Saturday, August 08, 2009
Two French, 9 Filipinos killed in Mt. Pinatubo

Two French tourists and nine Filipinos were killed from flooding and landslides triggered by heavy rain in Zambales province, north of Manila, police and officials said on Friday.

In addition to the two dead, another French tourist was missing after 12 French, Belgian and South Korean hikers were caught in heavy rain after scaling Mount Pinatubo volcano on Thursday, said regional police official and Chief Supt. Leonilo de la Cruz.

Six French and three South Koreans were reported to have been rescued by a Philippine Air Force helicopter.

A police official from Tarlac province, also north of Manila and near Mount Pinatubo, said that only six died in the incident—a French tourist, another European and four Filipinos who all drowned because of the flooding and landslides.

Senior Supt. Rudy Lacadin, Tarlac provincial police director, added that another European was missing.

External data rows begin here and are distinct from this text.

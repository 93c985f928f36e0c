use std::fs;

use serde::Deserialize;

#[derive(Debug)]
pub struct Settings {
    pub bind_addr: String,
    pub initial_size: usize,
}

impl Default for Settings {
    fn default() -> Self {
        Self {
            bind_addr: "127.0.0.1:8090".into(),
            initial_size: 4,
        }
    }
}

#[derive(Debug, Default, Deserialize)]
struct FileSettings {
    bind_addr: Option<String>,
    initial_size: Option<usize>,
}

/// Defaults, overlaid by `control.toml` if present, overlaid by env vars.
/// A malformed file is ignored rather than fatal; env always wins.
pub fn load_settings() -> Settings {
    let mut settings = Settings::default();

    if let Ok(raw) = fs::read_to_string("control.toml") {
        if let Ok(file_cfg) = toml::from_str::<FileSettings>(&raw) {
            if let Some(v) = file_cfg.bind_addr {
                settings.bind_addr = v;
            }
            if let Some(v) = file_cfg.initial_size {
                settings.initial_size = v;
            }
        }
    }

    if let Ok(v) = std::env::var("CONTROL_BIND") {
        settings.bind_addr = v;
    }
    if let Ok(v) = std::env::var("CONTROL_INITIAL_SIZE") {
        if let Ok(parsed) = v.parse::<usize>() {
            settings.initial_size = parsed;
        }
    }

    settings
}
use std::{net::SocketAddr, sync::Arc};

use axum::{
    extract::State,
    http::StatusCode,
    routing::{get, put},
    Json, Router,
};
use serde::Serialize;
use tower_http::limit::RequestBodyLimitLayer;
use tracing::info;

use control_api::{
    fleet_status, reload_fleet, rescale_fleet, shutdown_fleet, start_fleet, worker_statuses,
    ControlContext,
};
use shared::{
    domain::{ScaleRequest, StatusReport, WorkerStatusList},
    error::{ApiError, ErrorEnvelope},
};
use supervisor::LocalSupervisor;

mod config;

use config::load_settings;

const MAX_BODY_BYTES: usize = 16 * 1024;

#[derive(Clone)]
struct AppState {
    control: ControlContext,
}

#[derive(Debug, Serialize)]
struct StatusResponse {
    status: StatusReport,
}

#[derive(Debug, Serialize)]
struct WorkersResponse {
    workers: WorkerStatusList,
}

#[tokio::main]
async fn main() -> anyhow::Result<()> {
    tracing_subscriber::fmt().with_env_filter("info").init();

    let settings = load_settings();
    let fleet = Arc::new(LocalSupervisor::new(settings.initial_size));
    let state = AppState {
        control: ControlContext::new(fleet),
    };
    let app = build_router(Arc::new(state));

    let addr: SocketAddr = settings.bind_addr.parse()?;
    info!(%addr, "control api listening");
    let listener = tokio::net::TcpListener::bind(addr).await?;
    axum::serve(listener, app).await?;
    Ok(())
}

fn build_router(state: Arc<AppState>) -> Router {
    Router::new()
        .route("/healthz", get(healthz))
        .route("/status", get(http_fleet_status))
        .route("/status/workers", get(http_worker_statuses))
        .route("/start", put(http_start_fleet))
        .route("/scale", put(http_rescale_fleet))
        .route("/shutdown", put(http_shutdown_fleet))
        .route("/reload", put(http_reload_fleet))
        .layer(RequestBodyLimitLayer::new(MAX_BODY_BYTES))
        .with_state(state)
}

async fn healthz() -> &'static str {
    "ok"
}

fn reject(err: ApiError) -> (StatusCode, Json<ErrorEnvelope>) {
    let status = StatusCode::from_u16(err.code.http_status())
        .unwrap_or(StatusCode::INTERNAL_SERVER_ERROR);
    (status, Json(ErrorEnvelope::from(err)))
}

async fn http_fleet_status(
    State(state): State<Arc<AppState>>,
) -> Result<Json<StatusResponse>, (StatusCode, Json<ErrorEnvelope>)> {
    let status = fleet_status(&state.control).await.map_err(reject)?;
    Ok(Json(StatusResponse { status }))
}

async fn http_worker_statuses(
    State(state): State<Arc<AppState>>,
) -> Result<Json<WorkersResponse>, (StatusCode, Json<ErrorEnvelope>)> {
    let workers = worker_statuses(&state.control).await.map_err(reject)?;
    Ok(Json(WorkersResponse { workers }))
}

async fn http_start_fleet(
    State(state): State<Arc<AppState>>,
) -> Result<Json<StatusResponse>, (StatusCode, Json<ErrorEnvelope>)> {
    let status = start_fleet(&state.control).await.map_err(reject)?;
    Ok(Json(StatusResponse { status }))
}

async fn http_rescale_fleet(
    State(state): State<Arc<AppState>>,
    Json(req): Json<ScaleRequest>,
) -> Result<Json<WorkersResponse>, (StatusCode, Json<ErrorEnvelope>)> {
    let workers = rescale_fleet(&state.control, req.size)
        .await
        .map_err(reject)?;
    Ok(Json(WorkersResponse { workers }))
}

async fn http_shutdown_fleet(
    State(state): State<Arc<AppState>>,
) -> Result<Json<StatusResponse>, (StatusCode, Json<ErrorEnvelope>)> {
    let status = shutdown_fleet(&state.control).await.map_err(reject)?;
    Ok(Json(StatusResponse { status }))
}

async fn http_reload_fleet(
    State(state): State<Arc<AppState>>,
) -> Result<Json<WorkersResponse>, (StatusCode, Json<ErrorEnvelope>)> {
    let workers = reload_fleet(&state.control).await.map_err(reject)?;
    Ok(Json(WorkersResponse { workers }))
}
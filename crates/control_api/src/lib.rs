use std::sync::Arc;

use tracing::warn;

use shared::{
    domain::{StatusReport, WorkerStatusList},
    error::{ApiError, ErrorCode},
};
use supervisor::{Supervisor, SupervisorError};

/// Stateless facade over the supervisor. Holds nothing beyond the shared
/// supervisor handle; one clone per request is cheap.
#[derive(Clone)]
pub struct ControlContext {
    pub supervisor: Arc<dyn Supervisor>,
}

impl ControlContext {
    pub fn new(supervisor: Arc<dyn Supervisor>) -> Self {
        Self { supervisor }
    }
}

pub async fn fleet_status(ctx: &ControlContext) -> Result<StatusReport, ApiError> {
    ctx.supervisor.status().await.map_err(unknown)
}

pub async fn worker_statuses(ctx: &ControlContext) -> Result<WorkerStatusList, ApiError> {
    ctx.supervisor.worker_statuses().await.map_err(unknown)
}

/// Starts the fleet, then re-queries status. The query must not begin until
/// the start has fully resolved; clients rely on that ordering.
pub async fn start_fleet(ctx: &ControlContext) -> Result<StatusReport, ApiError> {
    match ctx.supervisor.start().await {
        Ok(()) => {}
        Err(SupervisorError::AlreadyStarted) => {
            return Err(ApiError::new(ErrorCode::AlreadyStarted));
        }
        Err(err) => return Err(unknown(err)),
    }
    ctx.supervisor.status().await.map_err(unknown)
}

pub async fn rescale_fleet(ctx: &ControlContext, size: i64) -> Result<WorkerStatusList, ApiError> {
    match ctx.supervisor.rescale(size).await {
        Ok(()) => {}
        Err(SupervisorError::InappropriateCondition) => {
            return Err(ApiError::new(ErrorCode::InappropriateCondition));
        }
        Err(SupervisorError::InvalidArgument) => {
            return Err(ApiError::new(ErrorCode::InvalidScaleSize));
        }
        Err(err) => return Err(unknown(err)),
    }
    ctx.supervisor.worker_statuses().await.map_err(unknown)
}

pub async fn shutdown_fleet(ctx: &ControlContext) -> Result<StatusReport, ApiError> {
    match ctx.supervisor.graceful_shutdown().await {
        Ok(()) => {}
        Err(SupervisorError::InappropriateCondition) => {
            return Err(ApiError::new(ErrorCode::InappropriateCondition));
        }
        Err(SupervisorError::WorkerStatus) => {
            return Err(ApiError::new(ErrorCode::WorkerStatus));
        }
        Err(err) => return Err(unknown(err)),
    }
    ctx.supervisor.status().await.map_err(unknown)
}

pub async fn reload_fleet(ctx: &ControlContext) -> Result<WorkerStatusList, ApiError> {
    match ctx.supervisor.graceful_reload().await {
        Ok(()) => {}
        Err(SupervisorError::InappropriateCondition) => {
            return Err(ApiError::new(ErrorCode::InappropriateCondition));
        }
        Err(SupervisorError::WorkerStatus) => {
            return Err(ApiError::new(ErrorCode::WorkerStatus));
        }
        Err(err) => return Err(unknown(err)),
    }
    ctx.supervisor.worker_statuses().await.map_err(unknown)
}

/// Catch-all for error kinds the current endpoint has no vocabulary for.
/// The detail is logged here and never reaches the response body.
fn unknown(err: SupervisorError) -> ApiError {
    warn!(error = %err, "supervisor operation failed with unrecognized error");
    ApiError::new(ErrorCode::Unknown)
}

#[cfg(test)]
#[path = "tests/mod_tests.rs"]
mod tests;
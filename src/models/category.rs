use serde::{Deserialize, Serialize};

#[derive(Debug, Clone, Serialize, Deserialize)]
pub struct Category {
    pub id: i64,
    pub name: String,
    pub slug: String,
    pub created_at: String,
    pub updated_at: String,
}

#[derive(Debug, Clone, Serialize)]
pub struct CategoryWithCount {
    #[serde(flatten)]
    pub category: Category,
    pub posts_count: i64,
}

Reports reaching Camp Crame, the national-police headquarters, said that a rescue team recovered the bodies of four victims around 10 a.m. Friday in the village of Santa Juliana in Capas town, Tarlac.

The Belgian Embassy in the Philippines declined to comment on the incident.

The foreigners had hiked up the volcano, about 100 kilometers northwest of Manila, but after they descended were caught by the heavy rain from Typhoon Kiko that mixed with volcanic ash on the slopes to form deadly, fast-moving mudslides.

A Filipino guide and a Filipino rescuer were also killed.

The 1,475-meter Mount Pinatubo erupted with devastating force in 1991, spewing a plume of ash 30 miles into the sky, killing more than 800 people.

Since then, it has become a popular attraction for mountaineers and hikers.

Meanwhile, in the northern resort city of Baguio, three children were killed after the rain triggered a landslide that buried their shantytown, said local police official and Chief Insp. Paul Mencio

Also in Zambales, the heavy rain caused a dike to burst, flooding 10 villages and leaving a husband and wife dead, Gov. Amor Deloso said.

The floods also washed out a major bridge and forced some 2,100 people to flee their homes for evacuation centers, the governor added.

He appealed for more assistance, saying some residents were isolated by floods and were forced to climb up trees to avoid the rising waters.

Two other locals died near Mount Pinatubo in separate incidents.

The heavy rain from Typhoon Kiko also brought floods to other northern provinces and parts of Metro Manila, the National Disaster Coordinating Council said in a report also on Friday.

The council added that landslides blocked roads in northern Benguet and Ifugao and in central Nueva Ecija.

It said that a sudden rise in the water level of the Ipo Dam in central Bulacan required opening of floodgates, which raised water levels downstream.

Residents of six villages in Botolan town of Zambales had to be evacuated from floods of four feet and deeper caused by the breaching of a dike at 4 p.m. also on Thursday. Roads there were impassable.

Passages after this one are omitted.